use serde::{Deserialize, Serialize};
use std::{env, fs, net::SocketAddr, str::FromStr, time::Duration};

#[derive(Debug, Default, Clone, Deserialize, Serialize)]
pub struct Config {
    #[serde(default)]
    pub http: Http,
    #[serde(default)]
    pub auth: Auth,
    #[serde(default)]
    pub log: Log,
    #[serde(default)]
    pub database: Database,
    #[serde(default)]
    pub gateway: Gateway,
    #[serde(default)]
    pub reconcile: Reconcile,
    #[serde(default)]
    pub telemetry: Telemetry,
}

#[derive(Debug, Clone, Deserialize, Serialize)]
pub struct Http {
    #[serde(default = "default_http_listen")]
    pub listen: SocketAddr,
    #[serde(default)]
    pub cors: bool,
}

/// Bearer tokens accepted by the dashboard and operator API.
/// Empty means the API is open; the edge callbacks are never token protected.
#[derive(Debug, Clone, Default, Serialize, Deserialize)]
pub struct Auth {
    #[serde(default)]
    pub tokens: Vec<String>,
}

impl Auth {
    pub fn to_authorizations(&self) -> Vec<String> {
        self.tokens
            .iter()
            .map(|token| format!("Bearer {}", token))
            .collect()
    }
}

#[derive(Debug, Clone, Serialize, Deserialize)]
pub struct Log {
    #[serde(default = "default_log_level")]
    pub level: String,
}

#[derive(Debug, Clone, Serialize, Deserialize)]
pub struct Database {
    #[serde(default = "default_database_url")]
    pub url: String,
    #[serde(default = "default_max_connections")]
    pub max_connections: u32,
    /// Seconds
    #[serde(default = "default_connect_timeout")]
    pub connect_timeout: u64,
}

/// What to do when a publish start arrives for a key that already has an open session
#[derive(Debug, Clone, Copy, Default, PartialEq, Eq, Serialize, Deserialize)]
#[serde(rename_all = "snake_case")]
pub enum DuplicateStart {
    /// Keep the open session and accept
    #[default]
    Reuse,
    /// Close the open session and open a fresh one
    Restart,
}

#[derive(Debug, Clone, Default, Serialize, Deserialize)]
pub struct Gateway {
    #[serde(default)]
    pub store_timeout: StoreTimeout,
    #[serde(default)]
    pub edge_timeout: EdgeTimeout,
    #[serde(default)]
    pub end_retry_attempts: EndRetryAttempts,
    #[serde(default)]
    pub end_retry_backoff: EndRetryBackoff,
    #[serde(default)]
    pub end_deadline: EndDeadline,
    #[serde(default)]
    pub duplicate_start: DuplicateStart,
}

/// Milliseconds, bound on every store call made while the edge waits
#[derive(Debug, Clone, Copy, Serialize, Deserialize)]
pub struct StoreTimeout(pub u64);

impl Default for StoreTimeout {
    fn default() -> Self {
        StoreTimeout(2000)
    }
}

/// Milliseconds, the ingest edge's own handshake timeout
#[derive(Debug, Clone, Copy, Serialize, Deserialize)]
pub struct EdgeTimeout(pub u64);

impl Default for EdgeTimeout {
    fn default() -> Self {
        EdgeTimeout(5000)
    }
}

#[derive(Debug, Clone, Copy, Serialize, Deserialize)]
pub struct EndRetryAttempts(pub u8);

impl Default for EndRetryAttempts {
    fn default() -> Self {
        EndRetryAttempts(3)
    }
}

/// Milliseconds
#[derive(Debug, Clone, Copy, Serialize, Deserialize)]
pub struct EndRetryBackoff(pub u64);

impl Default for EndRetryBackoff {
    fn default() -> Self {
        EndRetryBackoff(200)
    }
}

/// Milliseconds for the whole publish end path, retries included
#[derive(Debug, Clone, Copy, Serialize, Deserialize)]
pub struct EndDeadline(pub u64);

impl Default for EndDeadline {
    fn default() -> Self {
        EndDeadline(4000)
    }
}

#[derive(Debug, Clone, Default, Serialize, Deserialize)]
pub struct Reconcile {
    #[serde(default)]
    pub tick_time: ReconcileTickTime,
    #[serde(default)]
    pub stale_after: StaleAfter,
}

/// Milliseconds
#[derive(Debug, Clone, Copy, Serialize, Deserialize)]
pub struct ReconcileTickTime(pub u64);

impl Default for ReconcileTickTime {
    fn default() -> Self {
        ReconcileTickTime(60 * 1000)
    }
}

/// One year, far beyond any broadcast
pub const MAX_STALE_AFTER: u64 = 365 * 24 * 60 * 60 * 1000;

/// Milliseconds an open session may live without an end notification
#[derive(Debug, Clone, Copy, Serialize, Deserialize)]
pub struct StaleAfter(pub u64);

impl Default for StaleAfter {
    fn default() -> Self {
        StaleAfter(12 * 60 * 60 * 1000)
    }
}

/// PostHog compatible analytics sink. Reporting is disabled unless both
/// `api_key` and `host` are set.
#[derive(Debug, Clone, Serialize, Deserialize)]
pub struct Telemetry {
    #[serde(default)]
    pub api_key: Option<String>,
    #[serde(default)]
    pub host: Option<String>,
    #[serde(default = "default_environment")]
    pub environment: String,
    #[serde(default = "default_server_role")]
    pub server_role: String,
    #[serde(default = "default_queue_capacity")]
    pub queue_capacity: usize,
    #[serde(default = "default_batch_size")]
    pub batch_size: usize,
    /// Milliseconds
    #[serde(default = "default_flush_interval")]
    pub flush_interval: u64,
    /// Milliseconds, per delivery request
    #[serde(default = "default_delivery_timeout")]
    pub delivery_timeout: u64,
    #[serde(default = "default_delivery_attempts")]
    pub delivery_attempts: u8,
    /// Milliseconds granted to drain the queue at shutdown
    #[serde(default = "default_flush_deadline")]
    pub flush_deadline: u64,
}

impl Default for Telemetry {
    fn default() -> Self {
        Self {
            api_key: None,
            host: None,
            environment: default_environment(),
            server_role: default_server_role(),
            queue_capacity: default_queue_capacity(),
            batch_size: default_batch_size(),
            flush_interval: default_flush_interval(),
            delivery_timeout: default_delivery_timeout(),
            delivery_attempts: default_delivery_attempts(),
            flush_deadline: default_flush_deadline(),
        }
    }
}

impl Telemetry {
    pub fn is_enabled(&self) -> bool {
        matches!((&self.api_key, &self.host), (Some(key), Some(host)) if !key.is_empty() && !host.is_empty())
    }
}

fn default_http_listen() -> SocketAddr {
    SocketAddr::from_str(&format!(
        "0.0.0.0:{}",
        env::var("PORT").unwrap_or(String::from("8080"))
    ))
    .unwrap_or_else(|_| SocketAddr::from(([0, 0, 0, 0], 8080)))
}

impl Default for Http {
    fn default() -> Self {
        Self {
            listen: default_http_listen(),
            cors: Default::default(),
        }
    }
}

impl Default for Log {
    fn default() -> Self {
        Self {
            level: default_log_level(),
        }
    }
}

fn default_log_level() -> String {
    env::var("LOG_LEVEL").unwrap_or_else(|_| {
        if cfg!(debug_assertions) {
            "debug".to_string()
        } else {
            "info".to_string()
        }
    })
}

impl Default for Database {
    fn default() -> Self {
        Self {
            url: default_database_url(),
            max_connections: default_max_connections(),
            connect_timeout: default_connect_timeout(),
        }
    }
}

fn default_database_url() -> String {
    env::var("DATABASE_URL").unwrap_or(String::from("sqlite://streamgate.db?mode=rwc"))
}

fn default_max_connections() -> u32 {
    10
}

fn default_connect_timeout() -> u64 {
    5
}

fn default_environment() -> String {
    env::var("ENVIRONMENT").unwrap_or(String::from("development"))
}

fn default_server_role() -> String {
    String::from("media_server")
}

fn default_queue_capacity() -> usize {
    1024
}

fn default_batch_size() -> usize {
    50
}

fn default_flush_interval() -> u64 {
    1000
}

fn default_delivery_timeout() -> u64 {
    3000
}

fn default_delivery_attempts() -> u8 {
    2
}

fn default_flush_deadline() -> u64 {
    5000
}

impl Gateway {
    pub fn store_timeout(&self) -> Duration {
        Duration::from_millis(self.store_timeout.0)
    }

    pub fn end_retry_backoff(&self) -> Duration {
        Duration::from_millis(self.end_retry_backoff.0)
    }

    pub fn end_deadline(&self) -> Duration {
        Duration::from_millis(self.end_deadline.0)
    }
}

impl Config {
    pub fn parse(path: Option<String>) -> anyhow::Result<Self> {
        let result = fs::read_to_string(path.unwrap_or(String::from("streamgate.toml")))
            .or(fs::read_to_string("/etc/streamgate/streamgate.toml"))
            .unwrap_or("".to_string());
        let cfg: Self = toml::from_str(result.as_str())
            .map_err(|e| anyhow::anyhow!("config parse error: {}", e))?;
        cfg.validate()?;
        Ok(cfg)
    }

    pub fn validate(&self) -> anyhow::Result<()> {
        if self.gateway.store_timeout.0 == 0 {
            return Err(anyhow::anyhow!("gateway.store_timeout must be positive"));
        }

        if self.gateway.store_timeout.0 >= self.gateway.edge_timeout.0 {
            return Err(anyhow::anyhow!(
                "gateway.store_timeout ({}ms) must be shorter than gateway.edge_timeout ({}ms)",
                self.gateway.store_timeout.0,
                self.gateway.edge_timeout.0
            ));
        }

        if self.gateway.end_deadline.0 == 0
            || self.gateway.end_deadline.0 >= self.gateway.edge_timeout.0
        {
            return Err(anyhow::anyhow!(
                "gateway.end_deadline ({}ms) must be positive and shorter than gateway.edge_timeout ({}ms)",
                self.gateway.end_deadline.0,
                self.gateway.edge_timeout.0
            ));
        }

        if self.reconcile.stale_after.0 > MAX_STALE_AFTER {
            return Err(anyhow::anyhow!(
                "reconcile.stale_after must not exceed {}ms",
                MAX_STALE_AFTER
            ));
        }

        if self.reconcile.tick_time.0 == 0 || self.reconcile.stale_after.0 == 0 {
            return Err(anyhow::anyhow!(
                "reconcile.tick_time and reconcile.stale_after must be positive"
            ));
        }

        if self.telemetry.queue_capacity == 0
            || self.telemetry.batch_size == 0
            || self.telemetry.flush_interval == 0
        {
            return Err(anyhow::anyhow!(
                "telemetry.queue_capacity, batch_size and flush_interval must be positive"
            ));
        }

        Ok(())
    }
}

--

> [Task description]:
If a line in the material contains the word "EndRetryBackoff", copy that line.

> [Response]:
    pub end_retry_backoff: EndRetryBackoff,
pub struct EndRetryBackoff(pub u64);
impl Default for EndRetryBackoff {
        EndRetryBackoff(200)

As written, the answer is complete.